Lakeith Amir-Sharif v. Dedric D. Bostic and Betty Hightower
01-15-00697-CV
| Tex. App. | Dec 8, 2016Background
- Plaintiff Lakeith Amir‑Sharif, a Texas inmate, sued prison employees alleging they confiscated and destroyed his personal property during intake at the Holliday Unit (items included medications, asthma pumps, toiletries, law books, pictures).
- He alleged federal and state due process violations, Eighth Amendment, Equal Protection, retaliation, intentional infliction of emotional distress, Texas Theft Liability Act claims, and conspiracy; he sought damages.
- The trial court dismissed most claims under Chapter 14 (inmate‑suit exhaustion and frivolous‑suit provisions), leaving the Theft Liability Act claim against officer Dedric Bostic and a conspiracy claim against Bostic and Betty Hightower for jury trial.
- The jury found for defendants (no conversion under the Theft Liability Act; no conspiracy/retaliation). The court entered judgment and denied Amir‑Sharif’s post‑trial motions.
- On appeal, Amir‑Sharif challenged the Chapter 14 dismissals, the legal and factual sufficiency of the jury verdict, evidentiary exclusions, denial of additional witnesses/discovery, and denial of JNOV/new trial. The Court of Appeals affirmed.
Issues
| Issue | Plaintiff's Argument | Defendant's Argument | Held |
|---|---|---|---|
| Whether trial court abused discretion by dismissing non‑tried claims under Chapter 14 (exhaustion/frivolous) | Amir‑Sharif argued the court wrongly dismissed his constitutional and other claims | Defendants argued claims were not exhausted in TDCJ grievance, and related claims had no arguable basis | Dismissal affirmed: grievance only raised theft/conspiracy re: property; other defendants/claims not exhausted; post‑deprivation remedy bars due‑process claim |
| Sufficiency of evidence that Bostic unlawfully appropriated/destroyed property | Amir‑Sharif argued record shows policy violations and supports conversion liability | Defendants presented testimony and stipulations that no unlawful appropriation or policy violation occurred | Affirmed: evidence is legally and factually sufficient to support jury’s findings for defendants |
| Sufficiency of evidence of conspiracy/retaliation | Amir‑Sharif contended facts support conspiracy and retaliation findings | Defendants denied misconduct; witnesses credited by jury | Affirmed: jury resolution not against great weight; insufficiency arguments fail |
| Whether trial court abused discretion in excluding witnesses/evidence, denying discovery, and denying JNOV/new trial | Amir‑Sharif argued excluded witnesses/roster/affidavits would corroborate his account and exclusion harmed his case | Defendants argued proffer was lacking and excluded evidence would be cumulative or speculative | Affirmed: exclusions were within discretion; appellant failed to proffer substance or show harm; JNOV/new trial properly denied |
Key Cases Cited
- Bell v. Texas Dep’t of Crim. Justice–Inst’l Div., 962 S.W.2d 156 (Tex. App. 1998) (Chapter 14 exhaustion/dismissal standard for inmate suits)

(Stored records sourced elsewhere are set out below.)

//! `std::sync::LazyLock`, copied from `std` so it's available outside nightly.
//!
//! TODO(phlip9): remove this once `LazyLock` stabilizes

use std::{
    cell::UnsafeCell,
    fmt,
    mem::ManuallyDrop,
    ops::Deref,
    panic::{RefUnwindSafe, UnwindSafe},
    sync::Once,
};

// We use the state of a Once as discriminant value. Upon creation, the state is
// "incomplete" and `f` contains the initialization closure. In the first call
// to `call_once`, `f` is taken and run. If it succeeds, `value` is set and the
// state is changed to "complete". If it panics, the Once is poisoned, so none
// of the two fields is initialized.
union Data<T, F> {
    value: ManuallyDrop<T>,
    f: ManuallyDrop<F>,
}

/// A value which is initialized on the first access.
///
/// This type is a thread-safe [`LazyCell`], and can be used in statics.
/// Since initialization may be called from multiple threads, any
/// dereferencing call will block the calling thread if another
/// initialization routine is currently running.
///
/// [`LazyCell`]: std::cell::LazyCell
pub struct LazyLock<T, F = fn() -> T> {
    once: Once,
    data: UnsafeCell<Data<T, F>>,
}

impl<T, F: FnOnce() -> T> LazyLock<T, F> {
    /// Creates a new lazy value with the given initializing function.
    #[inline]
    pub const fn new(f: F) -> LazyLock<T, F> {
        LazyLock {
            once: Once::new(),
            data: UnsafeCell::new(Data {
                f: ManuallyDrop::new(f),
            }),
        }
    }

    /// Forces the evaluation of this lazy value and returns a reference to
    /// result. This is equivalent to the `Deref` impl, but is explicit.
    ///
    /// This method will block the calling thread if another initialization
    /// routine is currently running.
    #[inline]
    pub fn force(this: &LazyLock<T, F>) -> &T {
        this.once.call_once(|| {
            // SAFETY: `call_once` only runs this closure once, ever.
            let data = unsafe { &mut *this.data.get() };
            let f = unsafe { ManuallyDrop::take(&mut data.f) };
            let value = f();
            data.value = ManuallyDrop::new(value);
        });

        // SAFETY:
        // There are four possible scenarios:
        // * the closure was called and initialized `value`.
        // * the closure was called and panicked, so this point is never
        //   reached.
        // * the closure was not called, but a previous call initialized
        //   `value`.
        // * the closure was not called because the Once is poisoned, so this
        //   point is never reached.
        // So `value` has definitely been initialized and will not be modified
        // again.
        unsafe { &(*this.data.get()).value }
    }
}

impl<T, F> LazyLock<T, F> {
    /// Get the inner value if it has already been initialized.
    fn get(&self) -> Option<&T> {
        if self.once.is_completed() {
            // SAFETY:
            // The closure has been run successfully, so `value` has been
            // initialized and will not be modified again.
            Some(unsafe { &*(*self.data.get()).value })
        } else {
            None
        }
    }
}

impl<T, F> Drop for LazyLock<T, F> {
    fn drop(&mut self) {
        if self.once.is_completed() {
            unsafe { ManuallyDrop::drop(&mut self.data.get_mut().value) }
        } else {
            // phlip9: if we `panic!` during init, the `LazyLock` is poisoned
            // and we can't guarantee `self.data` contains the `f` variant. Just
            // leak in this case (better than unsafety).
            // Note: std impl properly frees the closure, but uses non-pub APIs.
        }
    }
}

impl<T, F: FnOnce() -> T> Deref for LazyLock<T, F> {
    type Target = T;

    /// Dereferences the value.
    ///
    /// This method will block the calling thread if another initialization
    /// routine is currently running.
    #[inline]
    fn deref(&self) -> &T {
        LazyLock::force(self)
    }
}

impl<T: Default> Default for LazyLock<T> {
    /// Creates a new lazy value using `Default` as the initializing function.
    #[inline]
    fn default() -> LazyLock<T> {
        LazyLock::new(T::default)
    }
}

impl<T: fmt::Debug, F> fmt::Debug for LazyLock<T, F> {
    fn fmt(&self, f: &mut fmt::Formatter<'_>) -> fmt::Result {
        let mut d = f.debug_tuple("LazyLock");
        match self.get() {
            Some(v) => d.field(v),
            None => d.field(&format_args!("<uninit>")),
        };
        d.finish()
    }
}

// We never create a `&F` from a `&LazyLock<T, F>` so it is fine
// to not impl `Sync` for `F`.
unsafe impl<T: Sync + Send, F: Send> Sync for LazyLock<T, F> {}
// auto-derived `Send` impl is OK.

impl<T: RefUnwindSafe + UnwindSafe, F: UnwindSafe> RefUnwindSafe
    for LazyLock<T, F>
{
}
impl<T: UnwindSafe, F: UnwindSafe> UnwindSafe for LazyLock<T, F> {}
use std::{sync::Arc, time::Duration};

use anyhow::{anyhow, Context};
use common::api::test_event::TestEvent;
use lexe_std::const_assert;
use lexe_tokio::{notify_once::NotifyOnce, task::LxTask, DEFAULT_CHANNEL_SIZE};
use lightning::chain::chaininterface::BroadcasterInterface;
use thiserror::Error;
use tokio::sync::{
    mpsc::{self, error::TrySendError},
    oneshot,
};
use tracing::{error, info, info_span, warn, Instrument};

use crate::{
    esplora::{self, LexeEsplora},
    test_event::TestEventSender,
    wallet::LexeWallet,
    BoxedAnyhowFuture, TxDisplay,
};

#[derive(Debug, Error)]
pub enum Error {
    #[error("Broadcast error: {0:#}")]
    Broadcast(esplora_client::Error),
    #[error("Other error: {0:#}")]
    Other(#[from] anyhow::Error),
}

impl Error {
    /// Whether this error indicates that the transaction had bad inputs;
    /// i.e. the inputs were missing or already spent.
    /// In such a case we should persist the tx and not broadcast it again.
    pub fn is_spent_or_missing_inputs(&self) -> bool {
        match self {
            Error::Broadcast(esplora_client::Error::HttpResponse {
                message,
                ..
            }) => message.contains("bad-txns-inputs-missingorspent"),
            _ => false,
        }
    }
}

/// Maximum time we'll wait for a response from the broadcaster task.
const BROADCAST_RESPONSE_TIMEOUT: Duration = Duration::from_secs(15);
const_assert!(
    BROADCAST_RESPONSE_TIMEOUT.as_secs()
        > esplora::ESPLORA_REQUEST_TIMEOUT.as_secs()
);

/// The type of the hook to be called just before broadcasting a tx.
type PreBroadcastHook =
    Arc<dyn Fn(&bitcoin::Transaction) -> BoxedAnyhowFuture + Send + Sync>;

struct BroadcastRequest {
    tx: bitcoin::Transaction,
    /// The span from which the broadcast was initiated.
    span: tracing::Span,
    responder: oneshot::Sender<Result<(), Error>>,
}

/// A handle to a task responsible for broadcasting transactions.
/// We do this in a task because LDK's [`BroadcasterInterface`] isn't async.
pub struct TxBroadcaster {
    sender: mpsc::Sender<BroadcastRequest>,
}

impl TxBroadcaster {
    pub fn start(
        esplora: Arc<LexeEsplora>,
        wallet: LexeWallet,
        broadcast_hook: Option<PreBroadcastHook>,
        test_event_sender: TestEventSender,
        mut shutdown: NotifyOnce,
    ) -> (Arc<Self>, LxTask<()>) {
        // Avoid tx/rx idiom here since "transaction" also abbreviates to "tx"
        let (sender, mut receiver) = mpsc::channel(DEFAULT_CHANNEL_SIZE);

        let myself = Arc::new(Self { sender });

        const SPAN_NAME: &str = "(tx-broadcaster)";
        let task = LxTask::spawn_with_span(
            SPAN_NAME,
            info_span!(SPAN_NAME),
            async move {
                loop {
                    let request = tokio::select! {
                        Some(req) = receiver.recv() => req,
                        () = shutdown.recv() => return,
                    };

                    let do_broadcast_fut = {
                        let span = request.span.clone();
                        // Instrument this call with the caller's span.
                        Self::do_broadcast(
                            &esplora,
                            &wallet,
                            broadcast_hook.clone(),
                            request,
                            &test_event_sender,
                        )
                        .instrument(span)
                    };

                    tokio::select! {
                        () = do_broadcast_fut => (),
                        () = shutdown.recv() => return,
                    }
                }
            },
        );

        (myself, task)
    }

    /// Queues a transaction for broadcast and waits on the result.
    pub async fn broadcast_transaction(
        &self,
        tx: bitcoin::Transaction,
    ) -> Result<(), Error> {
        let (responder, receiver) = oneshot::channel();
        let span = tracing::Span::current();
        let request = BroadcastRequest {
            tx,
            span,
            responder,
        };
        self.sender
            .try_send(request)
            .context("Couldn't queue tx for broadcast")?;

        match tokio::time::timeout(BROADCAST_RESPONSE_TIMEOUT, receiver).await {
            Ok(Ok(Ok(()))) => Ok(()),
            Ok(Ok(Err(e))) => Err(e),
            Ok(Err(_)) => Err(Error::Other(anyhow!("Sender dropped"))),
            Err(_) => Err(Error::Other(anyhow!(
                "Timed out waiting for broadcast result"
            ))),
        }
    }

    #[tracing::instrument(skip_all, name = "(broadcast)")]
    async fn do_broadcast(
        esplora: &LexeEsplora,
        wallet: &LexeWallet,
        broadcast_hook: Option<PreBroadcastHook>,
        request: BroadcastRequest,
        test_event_sender: &TestEventSender,
    ) {
        // Log some useful information about the transaction.
        let tx = &request.tx;
        let tx_info = TxDisplay(tx);
        info!("Broadcasting transaction: {tx_info}");

        let result =
            Self::do_broadcast_inner(esplora, broadcast_hook, tx).await;

        match &result {
            Ok(()) => {
                info!("Successfully broadcasted tx: {tx_info}");
                // Apply the transaction to BDK so we don't double spend the
                // outputs spent by this tx
                wallet.transaction_broadcasted(request.tx);
                test_event_sender.send(TestEvent::TxBroadcasted);
            }
            Err(e) => warn!("Error broadcasting tx: {e:#}: {tx_info}"),
        }

        // Send the result back to the caller.
        let _ = request.responder.send(result);
    }

    async fn do_broadcast_inner(
        esplora: &LexeEsplora,
        broadcast_hook: Option<PreBroadcastHook>,
        tx: &bitcoin::Transaction,
    ) -> Result<(), Error> {
        // Run the pre-broadcast hook if one exists.
        if let Some(hook) = broadcast_hook {
            let try_future = hook(tx);
            try_future.await.context("Pre-broadcast hook failed")?;
        }

        // Broadcast the transaction.
        esplora
            .client()
            .broadcast(tx)
            .await
            .map_err(Error::Broadcast)
    }
}

impl BroadcasterInterface for TxBroadcaster {
    fn broadcast_transactions(&self, txs: &[&bitcoin::Transaction]) {
        let span = tracing::Span::current();
        for &tx in txs {
            let (responder, _) = oneshot::channel();
            let req = BroadcastRequest {
                tx: tx.clone(),
                span: span.clone(),
                responder,
            };
            let result = self.sender.try_send(req);
            if let Err(error) = result {
                let txid = match &error {
                    TrySendError::Full(req) => req.tx.compute_txid(),
                    TrySendError::Closed(req) => req.tx.compute_txid(),
                };
                error!(%txid, "Failed to queue tx for broadcast: {error}");
            }
        }
    }
}
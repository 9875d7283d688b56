//! Certs and utilities related to Lexe's CA.

use std::sync::Arc;

use rustls::{
    client::WebPkiServerVerifier,
    pki_types::{CertificateDer, PrivateKeyDer, PrivatePkcs8KeyDer},
    server::{danger::ClientCertVerifier, WebPkiClientVerifier},
    RootCertStore,
};

use super::CertWithKey;
#[cfg(doc)]
use crate::{
    api::def::{
        AppBackendApi, AppGatewayApi, BearerAuthBackendApi, NodeBackendApi,
        NodeLspApi, NodeRunnerApi,
    },
    client::GatewayClient,
};
use crate::{ed25519, env::DeployEnv};

/// Client-side TLS config for app->gateway APIs, i.e. the [`GatewayClient`].
/// This TLS config covers:
/// - [`AppGatewayApi`]
/// - [`AppBackendApi`]
/// - [`BearerAuthBackendApi`] for the app
///
/// It does *not* cover the gateway's node proxy.
pub fn app_gateway_client_config(
    deploy_env: DeployEnv,
) -> rustls::ClientConfig {
    // Only trust Lexe's CA, no WebPKI roots, no client auth.
    let lexe_verifier = lexe_server_verifier(deploy_env);
    let mut config = super::lexe_client_config()
        .with_webpki_verifier(lexe_verifier)
        .with_no_client_auth();
    config
        .alpn_protocols
        .clone_from(&super::LEXE_ALPN_PROTOCOLS);

    config
}

/// Client-side TLS config for node->Lexe APIs. This TLS config covers:
/// - [`NodeBackendApi`]
/// - [`NodeLspApi`]
/// - [`NodeRunnerApi`]
/// - [`BearerAuthBackendApi`] for the node
pub fn node_lexe_client_config(deploy_env: DeployEnv) -> rustls::ClientConfig {
    // Only trust Lexe's CA, no WebPKI roots, no client auth.
    let lexe_verifier = lexe_server_verifier(deploy_env);
    let mut config = super::lexe_client_config()
        .with_webpki_verifier(lexe_verifier)
        .with_no_client_auth();
    config
        .alpn_protocols
        .clone_from(&super::LEXE_ALPN_PROTOCOLS);

    config
}

/// Get the appropriate DER-encoded Lexe CA cert for this deploy environment.
pub fn lexe_ca_cert(deploy_env: DeployEnv) -> CertificateDer<'static> {
    match deploy_env {
        DeployEnv::Dev => dummy_lexe_ca_cert().cert_der,
        DeployEnv::Prod => dummy_lexe_ca_cert().cert_der,
        DeployEnv::Staging => dummy_lexe_ca_cert().cert_der,
        // TODO(max): Switch to hard-coded certs in common::constants
        // DeployEnv::Staging =>
        //     CertificateDer::from(constants::LEXE_STAGING_CA_CERT_DER),
        // DeployEnv::Prod =>
        //     CertificateDer::from(constants::LEXE_PROD_CA_CERT_DER),
    }
}

/// Get a [`ServerCertVerifier`] which verifies that a presented server cert has
/// been signed by Lexe's CA (without trusting Mozilla's WebPKI roots).
///
/// [`ServerCertVerifier`]: rustls::client::danger::ServerCertVerifier
pub fn lexe_server_verifier(
    deploy_env: DeployEnv,
) -> Arc<WebPkiServerVerifier> {
    let lexe_ca_cert = lexe_ca_cert(deploy_env);

    let mut lexe_roots = RootCertStore::empty();
    lexe_roots.add(lexe_ca_cert).expect("Checked in tests");
    WebPkiServerVerifier::builder_with_provider(
        Arc::new(lexe_roots),
        super::LEXE_CRYPTO_PROVIDER.clone(),
    )
    .build()
    .expect("Checked in tests")
}

/// Get a [`ClientCertVerifier`] which verifies that a presented client cert has
/// been signed by Lexe's CA (without trusting Mozilla's WebPKI roots).
pub fn lexe_client_verifier(
    deploy_env: DeployEnv,
) -> Arc<(dyn ClientCertVerifier + 'static)> {
    let lexe_ca_cert = lexe_ca_cert(deploy_env);

    let mut roots = RootCertStore::empty();
    roots.add(lexe_ca_cert).expect("Checked in tests");

    WebPkiClientVerifier::builder_with_provider(
        Arc::new(roots),
        super::LEXE_CRYPTO_PROVIDER.clone(),
    )
    .build()
    .expect("Checked in tests")
}

/// Get a dummy Lexe CA cert along with its corresponding private key.
pub fn dummy_lexe_ca_cert() -> CertWithKey {
    let dummy_cert = super::build_rcgen_cert(
        "Lexe CA cert",
        rcgen::date_time_ymd(1975, 1, 1),
        rcgen::date_time_ymd(4096, 1, 1),
        super::DEFAULT_SUBJECT_ALT_NAMES.clone(),
        &ed25519::KeyPair::from_seed_owned([69; 32]),
        |params: &mut rcgen::CertificateParams| {
            params.is_ca =
                rcgen::IsCa::Ca(rcgen::BasicConstraints::Unconstrained);
            params.name_constraints = None;
        },
    );
    let dummy_cert_der = dummy_cert
        .serialize_der()
        .map(CertificateDer::from)
        .unwrap();
    let dummy_cert_key_der = PrivateKeyDer::Pkcs8(PrivatePkcs8KeyDer::from(
        dummy_cert.serialize_private_key_der(),
    ));

    CertWithKey {
        cert_der: dummy_cert_der,
        key_der: dummy_cert_key_der,
    }
}

#[cfg(test)]
mod test {
    use proptest::{arbitrary::any, proptest, test_runner::Config};

    use super::*;

    #[test]
    fn verifier_helpers_dont_panic() {
        let config = Config::with_cases(4);
        proptest!(config, |(deploy_env in any::<DeployEnv>())| {
            lexe_server_verifier(deploy_env);
            lexe_client_verifier(deploy_env);
        })
    }
}
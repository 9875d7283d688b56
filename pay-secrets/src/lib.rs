//! Secret Resolver (§4.1): retrieves tenant MAC keys and other
//! path-referenced secrets from an external KV secret store, caching values
//! with a TTL so the hot path (signing a gateway request) doesn't round-trip
//! to the secret store on every call.

use std::{
    sync::Arc,
    time::{Duration, Instant},
};

use async_trait::async_trait;
use pay_common::PayError;
use quick_cache::sync::Cache;
use tracing::debug;

pub mod http_backend;
pub use http_backend::HttpSecretBackend;

/// Backend abstraction over the external KV secret store, so tests can swap
/// in an in-memory backend without touching the resolver's caching logic.
#[async_trait]
pub trait SecretBackend: Send + Sync + 'static {
    async fn get_secret(&self, path: &str) -> Result<String, PayError>;
    async fn put_secret(&self, path: &str, value: &str) -> Result<(), PayError>;
}

#[derive(Clone)]
struct CachedSecret {
    value: String,
    expires_at: Instant,
}

/// Default cache TTL per §4.1.
pub const DEFAULT_TTL: Duration = Duration::from_secs(5 * 60);

/// Caches secrets by path with a configurable TTL in front of a
/// [`SecretBackend`]. The cache lock is released before any external fetch;
/// a writer replaces the entry atomically after the fetch completes, so two
/// concurrent misses for the same path both hit the backend rather than
/// blocking each other, and both end up writing the same (or a fresher)
/// value — last writer wins, which is fine since secret values returned for
/// the same path within a short window are expected to be identical.
pub struct SecretResolver<B: SecretBackend> {
    backend: Arc<B>,
    cache: Cache<String, CachedSecret>,
    ttl: Duration,
}

impl<B: SecretBackend> SecretResolver<B> {
    pub fn new(backend: B, cache_capacity: usize, ttl: Duration) -> Self {
        Self {
            backend: Arc::new(backend),
            cache: Cache::new(cache_capacity),
            ttl,
        }
    }

    pub fn with_default_ttl(backend: B, cache_capacity: usize) -> Self {
        Self::new(backend, cache_capacity, DEFAULT_TTL)
    }

    /// Return a fresh cached value for `path`, or fetch-and-cache it.
    ///
    /// On a backend failure, this does *not* populate the cache with a
    /// negative result — a transient secret-store outage should not poison
    /// subsequent lookups once the store recovers (§4.1).
    pub async fn get(&self, path: &str) -> Result<String, PayError> {
        if let Some(cached) = self.cache.get(path) {
            if cached.expires_at > Instant::now() {
                return Ok(cached.value);
            }
        }

        let value = self
            .backend
            .get_secret(path)
            .await
            .map_err(|e| PayError::SecretUnavailable(format!("{path}: {e}")))?;

        self.cache.insert(
            path.to_string(),
            CachedSecret {
                value: value.clone(),
                expires_at: Instant::now() + self.ttl,
            },
        );
        debug!(path, "secret cached");
        Ok(value)
    }

    /// Write a new secret version at `path` and refresh the cache entry
    /// in-place so a subsequent [`get`](Self::get) observes it immediately
    /// rather than serving a stale cached value until the TTL lapses.
    pub async fn put(&self, path: &str, value: &str) -> Result<(), PayError> {
        self.backend.put_secret(path, value).await?;
        self.cache.insert(
            path.to_string(),
            CachedSecret {
                value: value.to_string(),
                expires_at: Instant::now() + self.ttl,
            },
        );
        Ok(())
    }

    /// Evict a path from the cache without touching the backend. Used when a
    /// tenant is deactivated and its secret should stop being served from a
    /// stale cache entry even though the backend copy is untouched.
    pub fn invalidate(&self, path: &str) {
        self.cache.remove(path);
    }
}

/// In-memory [`SecretBackend`] for tests and local development.
#[derive(Default)]
pub struct InMemoryBackend {
    store: std::sync::Mutex<std::collections::HashMap<String, String>>,
}

impl InMemoryBackend {
    pub fn new() -> Self {
        Self::default()
    }

    pub fn seed(&self, path: &str, value: &str) {
        self.store
            .lock()
            .unwrap()
            .insert(path.to_string(), value.to_string());
    }
}

#[async_trait]
impl SecretBackend for InMemoryBackend {
    async fn get_secret(&self, path: &str) -> Result<String, PayError> {
        self.store
            .lock()
            .unwrap()
            .get(path)
            .cloned()
            .ok_or_else(|| PayError::not_found(format!("no secret at path {path}")))
    }

    async fn put_secret(&self, path: &str, value: &str) -> Result<(), PayError> {
        self.store
            .lock()
            .unwrap()
            .insert(path.to_string(), value.to_string());
        Ok(())
    }
}

#[cfg(test)]
mod test {
    use std::sync::atomic::{AtomicUsize, Ordering};

    use super::*;

    struct CountingBackend {
        inner: InMemoryBackend,
        fetches: AtomicUsize,
    }

    #[async_trait]
    impl SecretBackend for CountingBackend {
        async fn get_secret(&self, path: &str) -> Result<String, PayError> {
            self.fetches.fetch_add(1, Ordering::SeqCst);
            self.inner.get_secret(path).await
        }
        async fn put_secret(&self, path: &str, value: &str) -> Result<(), PayError> {
            self.inner.put_secret(path, value).await
        }
    }

    #[tokio::test]
    async fn caches_fresh_values() {
        let backend = CountingBackend {
            inner: InMemoryBackend::new(),
            fetches: AtomicUsize::new(0),
        };
        backend.inner.seed("tenants/t1/mac", "secret-value");
        let resolver = SecretResolver::new(backend, 100, Duration::from_secs(60));

        let v1 = resolver.get("tenants/t1/mac").await.unwrap();
        let v2 = resolver.get("tenants/t1/mac").await.unwrap();
        assert_eq!(v1, "secret-value");
        assert_eq!(v2, "secret-value");
        assert_eq!(resolver.backend.fetches.load(Ordering::SeqCst), 1);
    }

    #[tokio::test]
    async fn expired_entries_are_refetched() {
        let backend = CountingBackend {
            inner: InMemoryBackend::new(),
            fetches: AtomicUsize::new(0),
        };
        backend.inner.seed("tenants/t1/mac", "v1");
        let resolver = SecretResolver::new(backend, 100, Duration::from_millis(10));

        resolver.get("tenants/t1/mac").await.unwrap();
        tokio::time::sleep(Duration::from_millis(30)).await;
        resolver.get("tenants/t1/mac").await.unwrap();
        assert_eq!(resolver.backend.fetches.load(Ordering::SeqCst), 2);
    }

    #[tokio::test]
    async fn missing_secret_is_not_negatively_cached() {
        let backend = CountingBackend {
            inner: InMemoryBackend::new(),
            fetches: AtomicUsize::new(0),
        };
        let resolver = SecretResolver::new(backend, 100, Duration::from_secs(60));

        assert!(resolver.get("missing").await.is_err());
        resolver.backend.inner.seed("missing", "now-present");
        let value = resolver.get("missing").await.unwrap();
        assert_eq!(value, "now-present");
    }

    #[tokio::test]
    async fn put_refreshes_cache_immediately() {
        let backend = CountingBackend {
            inner: InMemoryBackend::new(),
            fetches: AtomicUsize::new(0),
        };
        backend.inner.seed("tenants/t1/mac", "old");
        let resolver = SecretResolver::new(backend, 100, Duration::from_secs(60));
        resolver.get("tenants/t1/mac").await.unwrap();

        resolver.put("tenants/t1/mac", "new").await.unwrap();
        let value = resolver.get("tenants/t1/mac").await.unwrap();
        assert_eq!(value, "new");
        // The get() after put() should be served from cache, not a refetch.
        assert_eq!(resolver.backend.fetches.load(Ordering::SeqCst), 1);
    }
}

- Hudson v. Palmer, 468 U.S. 517 (U.S. 1984) (intentional deprivation of inmate property does not violate due process when adequate postdeprivation remedies exist)
- Dow Chem. Co. v. Francis, 46 S.W.3d 237 (Tex. 2001) (legal‑sufficiency review framework)
- Cain v. Bain, 709 S.W.2d 175 (Tex. 1986) (factual‑sufficiency standard; setting aside verdict only if against great weight and preponderance)
- Gharda USA, Inc. v. Control Sols., Inc., 464 S.W.3d 338 (Tex. 2015) (abuse‑of‑discretion standard for evidentiary rulings)
- Owens‑Corning Fiberglas Corp. v. Malone, 972 S.W.2d 35 (Tex. 1998) (appellate review upholds evidentiary rulings if any legitimate basis exists)
- Eberle v. Adams, 73 S.W.3d 322 (Tex. App. 2001) (jury may believe some witnesses and disbelieve others)
- McCraw v. Maris, 828 S.W.2d 756 (Tex. 1992) (exclusion of cumulative evidence is not reversible error)
- Gee v. Liberty Mut. Fire Ins. Co., 765 S.W.2d 394 (Tex. 1989) (appellant must show excluded evidence probably caused rendition of improper judgment)
- Parker v. Miller, 860 S.W.2d 452 (Tex. App. 1993) (trial court may exclude cumulative evidence)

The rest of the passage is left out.